Is There a Catch With Free Web Trades?
Free stock trading is the newest twist on the Web, but some say it may be too much of a good thing.
In recent months two start-up brokerages have begun offering commission-free trading to average investors.
They’re following a free trading service launched late last year by American Express Co.
But some analysts and regulators are skeptical. “I don’t like it,” said Laura Unger, a commissioner at the Securities and Exchange Commission. “I think at this point, we want to make the costs of trading more transparent to investors. Free commissions would be a move in the wrong direction.”
The firms pioneering the concept of free trading must generate revenue from Web site advertising, money lending and, often, by reselling investors’ stock orders to other market-making firms to execute.

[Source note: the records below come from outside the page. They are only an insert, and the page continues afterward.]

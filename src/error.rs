use thiserror::Error;

#[derive(Error, Debug)]
pub enum BillingError {
    #[error("CSV error: {0}")]
    CsvError(#[from] csv::Error),
    #[error("IO error: {0}")]
    IoError(#[from] std::io::Error),
    #[error("Invoice '{0}' was not found")]
    InvoiceNotFound(u32),
    #[error("Customer '{0}' was not found")]
    CustomerNotFound(u32),
    #[error("Validation error: {0}")]
    ValidationError(String),
    #[error("Configuration error: {0}")]
    ConfigError(String),
    #[error("Internal error: {0}")]
    InternalError(#[source] Box<dyn std::error::Error + Send + Sync>),
    #[cfg(feature = "storage-rocksdb")]
    #[error("Storage error: {0}")]
    StorageError(#[from] rocksdb::Error),
}

pub type Result<T> = std::result::Result<T, BillingError>;
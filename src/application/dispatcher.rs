use super::charger::{ChargeOutcome, ChargeWorker, RetryPolicy};
use crate::domain::invoice::{Invoice, InvoiceStatus};
use crate::domain::ports::{InvoiceRepositoryRef, PaymentProviderRef};
use crate::error::Result;
use std::sync::Arc;
use std::time::Duration;
use tokio::sync::{Mutex, watch};
use tokio::task::{JoinHandle, JoinSet};
use tokio_util::sync::CancellationToken;
use tracing::{debug, error, info, warn};

#[derive(Debug, Clone, Copy, PartialEq, Eq)]
pub struct DispatchSettings {
    pub batch_size: usize,
    pub delay_between_batches: Duration,
    pub retry: RetryPolicy,
}

impl Default for DispatchSettings {
    fn default() -> Self {
        Self {
            batch_size: 1000,
            delay_between_batches: Duration::ZERO,
            retry: RetryPolicy::default(),
        }
    }
}

/// Tally of the charge outcomes of one batch.
#[derive(Debug, Default, Clone, Copy, PartialEq, Eq)]
pub struct BatchReport {
    pub paid: usize,
    pub failed: usize,
    pub interrupted: usize,
    /// Charges whose outcome could not be written to the repository.
    pub unrecorded: usize,
}

struct ActiveCycle {
    cancel: CancellationToken,
    handle: JoinHandle<()>,
}

#[derive(Default)]
struct RunState {
    running: bool,
    current_batch: Vec<Invoice>,
    active_cycle: Option<ActiveCycle>,
}

impl RunState {
    fn finish(&mut self) -> Option<ActiveCycle> {
        self.running = false;
        self.current_batch.clear();
        self.active_cycle.take()
    }
}

struct Shared {
    invoices: InvoiceRepositoryRef,
    worker: ChargeWorker,
    settings: DispatchSettings,
    state: Mutex<RunState>,
    running: watch::Sender<bool>,
}

/// Drives the "charge every pending invoice" workflow.
///
/// At most one charging cycle runs at a time. A cycle charges the reserved
/// batch concurrently, waits for every charge, sleeps for the configured
/// delay and reserves the next batch, until a reservation comes back empty.
/// Cloning the dispatcher yields another handle to the same run state.
#[derive(Clone)]
pub struct BatchDispatcher {
    inner: Arc<Shared>,
}

impl BatchDispatcher {
    pub fn new(
        invoices: InvoiceRepositoryRef,
        provider: PaymentProviderRef,
        settings: DispatchSettings,
    ) -> Self {
        let worker = ChargeWorker::new(Arc::clone(&invoices), provider);
        let (running, _) = watch::channel(false);
        Self {
            inner: Arc::new(Shared {
                invoices,
                worker,
                settings,
                state: Mutex::new(RunState::default()),
                running,
            }),
        }
    }

    /// Reserves the first batch and launches a charging cycle in the background.
    ///
    /// Returns `Ok(false)` without touching the repository when a cycle is
    /// already running, and also when there is nothing pending to charge.
    pub async fn start(&self) -> Result<bool> {
        let mut state = self.inner.state.lock().await;
        if state.running {
            info!("Charging already in progress, ignoring start request");
            return Ok(false);
        }

        let batch = self
            .inner
            .invoices
            .reserve_next_batch(self.inner.settings.batch_size)
            .await?;
        if batch.is_empty() {
            info!("No pending invoices to charge");
            return Ok(false);
        }

        info!(batch_size = batch.len(), "Charging all pending invoices");
        let cancel = CancellationToken::new();
        let handle = tokio::spawn(run_cycle(
            Arc::clone(&self.inner),
            batch.clone(),
            cancel.clone(),
        ));

        state.running = true;
        state.current_batch = batch;
        state.active_cycle = Some(ActiveCycle { cancel, handle });
        self.inner.running.send_replace(true);
        Ok(true)
    }

    /// Stops the running cycle and puts every reserved invoice that was never
    /// charged back to `Pending`.
    ///
    /// Returns how many invoices were reverted; 0 when nothing is running.
    /// Charges already handed to the provider are allowed to finish in the
    /// background.
    pub async fn cancel(&self) -> Result<usize> {
        let (reverted, _detached) = self.cancel_cycle().await?;
        Ok(reverted)
    }

    /// Like [`BatchDispatcher::cancel`], but also waits for the cancelled cycle
    /// to wind down so that in-flight charges have recorded their outcome.
    pub async fn shutdown(&self) -> Result<usize> {
        let (reverted, cycle) = self.cancel_cycle().await?;
        if let Some(handle) = cycle
            && let Err(err) = handle.await
        {
            error!(error = %err, "Charging cycle ended abnormally");
        }
        Ok(reverted)
    }

    pub async fn progress(&self) -> Result<u8> {
        self.inner.invoices.progress_percent().await
    }

    pub async fn is_running(&self) -> bool {
        self.inner.state.lock().await.running
    }

    /// Snapshot of the batch reserved by the running cycle.
    pub async fn current_batch(&self) -> Vec<Invoice> {
        self.inner.state.lock().await.current_batch.clone()
    }

    /// Resolves once no cycle is running.
    pub async fn wait_idle(&self) {
        let mut running = self.inner.running.subscribe();
        // The sender lives in `self`, so the channel cannot close here.
        let _ = running.wait_for(|running| !*running).await;
    }

    async fn cancel_cycle(&self) -> Result<(usize, Option<JoinHandle<()>>)> {
        let mut state = self.inner.state.lock().await;
        if !state.running {
            debug!("Cancel requested but no charging cycle is running");
            return Ok((0, None));
        }

        if let Some(cycle) = &state.active_cycle {
            cycle.cancel.cancel();
        }

        let swept = self.revert_unstarted(&state.current_batch).await;
        let cycle = state.finish();
        self.inner.running.send_replace(false);

        let reverted = swept?;
        info!(reverted, "Charging cancelled");
        Ok((reverted, cycle.map(|cycle| cycle.handle)))
    }

    async fn revert_unstarted(&self, batch: &[Invoice]) -> Result<usize> {
        let mut reverted = 0;
        for invoice in batch {
            // Anything past IN_PROGRESS may still be charged by the provider.
            let released = self
                .inner
                .invoices
                .transition(invoice.id, InvoiceStatus::InProgress, InvoiceStatus::Pending)
                .await?;
            if released.is_some() {
                reverted += 1;
            }
        }
        Ok(reverted)
    }
}

async fn run_cycle(shared: Arc<Shared>, mut batch: Vec<Invoice>, cancel: CancellationToken) {
    loop {
        let size = batch.len();
        let report = charge_batch(&shared, batch, &cancel).await;
        info!(
            batch_size = size,
            paid = report.paid,
            failed = report.failed,
            interrupted = report.interrupted,
            unrecorded = report.unrecorded,
            "Batch charged"
        );

        tokio::select! {
            _ = cancel.cancelled() => return,
            _ = tokio::time::sleep(shared.settings.delay_between_batches) => {}
        }

        let mut state = shared.state.lock().await;
        // `cancel` has already swept and reset the run state.
        if cancel.is_cancelled() {
            return;
        }

        match shared
            .invoices
            .reserve_next_batch(shared.settings.batch_size)
            .await
        {
            Ok(next) if !next.is_empty() => {
                debug!(batch_size = next.len(), "Reserved next batch");
                state.current_batch = next.clone();
                batch = next;
            }
            Ok(_) => {
                info!("All pending invoices processed");
                state.finish();
                shared.running.send_replace(false);
                return;
            }
            Err(err) => {
                error!(error = %err, "Could not reserve next batch, stopping");
                state.finish();
                shared.running.send_replace(false);
                return;
            }
        }
    }
}

async fn charge_batch(
    shared: &Shared,
    batch: Vec<Invoice>,
    cancel: &CancellationToken,
) -> BatchReport {
    let mut tasks = JoinSet::new();
    for invoice in batch {
        let worker = shared.worker.clone();
        let policy = shared.settings.retry;
        let cancel = cancel.clone();
        tasks.spawn(async move {
            let invoice_id = invoice.id;
            (invoice_id, worker.charge(invoice, policy, &cancel).await)
        });
    }

    let mut report = BatchReport::default();
    while let Some(joined) = tasks.join_next().await {
        match joined {
            Ok((_, Ok(ChargeOutcome::Settled(InvoiceStatus::Paid)))) => report.paid += 1,
            Ok((_, Ok(ChargeOutcome::Settled(_)))) => report.failed += 1,
            Ok((_, Ok(ChargeOutcome::Interrupted))) => report.interrupted += 1,
            Ok((invoice_id, Err(err))) => {
                error!(invoice_id, error = %err, "Could not record charge result");
                report.unrecorded += 1;
            }
            Err(err) => {
                warn!(error = %err, "Charge task did not complete");
                report.unrecorded += 1;
            }
        }
    }
    report
}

Analysts warn that the savings realized by avoiding commissions could be more than wiped out if investors get inferior stock prices when they buy or sell--the “quality of execution” issue, which the SEC has been urging investors to focus on over the last year.
The new players in the free-trading business are San Francisco-based start-up FinancialCafe.com and Freetrade.com, a unit of No. 5 Internet brokerage Ameritrade Holding Corp.
A firm attempting to get up and running is Freetradez.com.
Although American Express requires a minimum account balance of $100,000 for its free trading service, there is no minimum balance at FinancialCafe.com. Freetrade.com requires a $5,000 starting balance.
The commission-free feature typically applies to market orders--that is, orders to buy or sell a stock at the prevailing market price. Limit orders--those to buy or sell at a specific price or better--cost $5 at Freetrade.com, for example. But that’s still cheaper than what many discount brokerages charge.
Skeptics say the economics of the business are stacked against the success of the free-trading firms.
“I absolutely fail to see how they can make it,” said Octavio Marenzi, an analyst with Celent Communications, a Cambridge, Mass.-based research firm. “In my mind, the numbers do not add up.”
Frank Mansour, president of FinancialCafe.com, disagrees. He said his company will perform well against such giants as E-Trade Group Inc., which booked $621 million in revenue in fiscal 1999 and has more than 2.6 million customer accounts.
Mansour declined to quantify FinancialCafe.com’s operations since its May 3 launch but said: “We are extremely pleased with the account growth and trade volume.”
Jason Lind, an analyst with US Bancorp Piper Jaffray in San Francisco, said he thinks Freetrade.com might be able to make a success of the no-commission business “because they’re piggy-backing it on to Ameritrade’s existing infrastructure. But some of these other guys, I don’t know how they could possibly do it. You’re not going to do it with advertising.”
Lind noted that the upstarts in the business are going up against established giants with huge marketing budgets.
“E-Trade spent more than $150 million on advertising in the first quarter,” he said. “You’re some start-up and you want to go up against that?”
But the more pressing issue, especially to regulators, is the quality of trade execution.
Commission-free trading will attract some customers to the new Web sites, Marenzi said. But the sites must provide customers with the best possible price for their trades to keep them coming back, he said.
“There’s a higher risk with [the zero-commission start-ups] than with most other players that they will have worse [execution] prices,” Marenzi said.
For example, an investor who wants to buy 100 shares of Ford Motor Co. when the stock’s current market “bid” price is $43.50 and the “offered” price is $43.63 could easily end up paying that offered price if a brokerage simply fills the order at the market.
On the other hand, a firm making an effort to get the best price for its customer could conceivably get a price between $43.50 and $43.63. An improvement of 6.25 cents a share in a customer’s price adds up to $6.25 on a 100-share trade. On more thinly traded stocks, the difference could be much more significant.
“If there’s commission-free trading, customers are going to be paying for the costs in some other way,” Unger said.
Critics say commission-free brokerages have more incentive to direct their trades to third-party brokerages for execution. That’s because the latter firms often pay a small per-share fee to get such orders from other brokers.
Again, the issue is the quality of trade execution, and whether the customer gets the best possible buy or sell price.
“Maybe rather than making an independent best-execution evaluation, they [commission-free brokers] are directing it to the market makers who pay the highest payment for the order flow,” Unger said.
FinancialCafe.com’s Mansour, who acknowledged that the online brokerage sector is already crowded, said he views commission cost as just one component of the business.
“I think at the end of the day, service is what’s going to differentiate you from your competitors,” he said.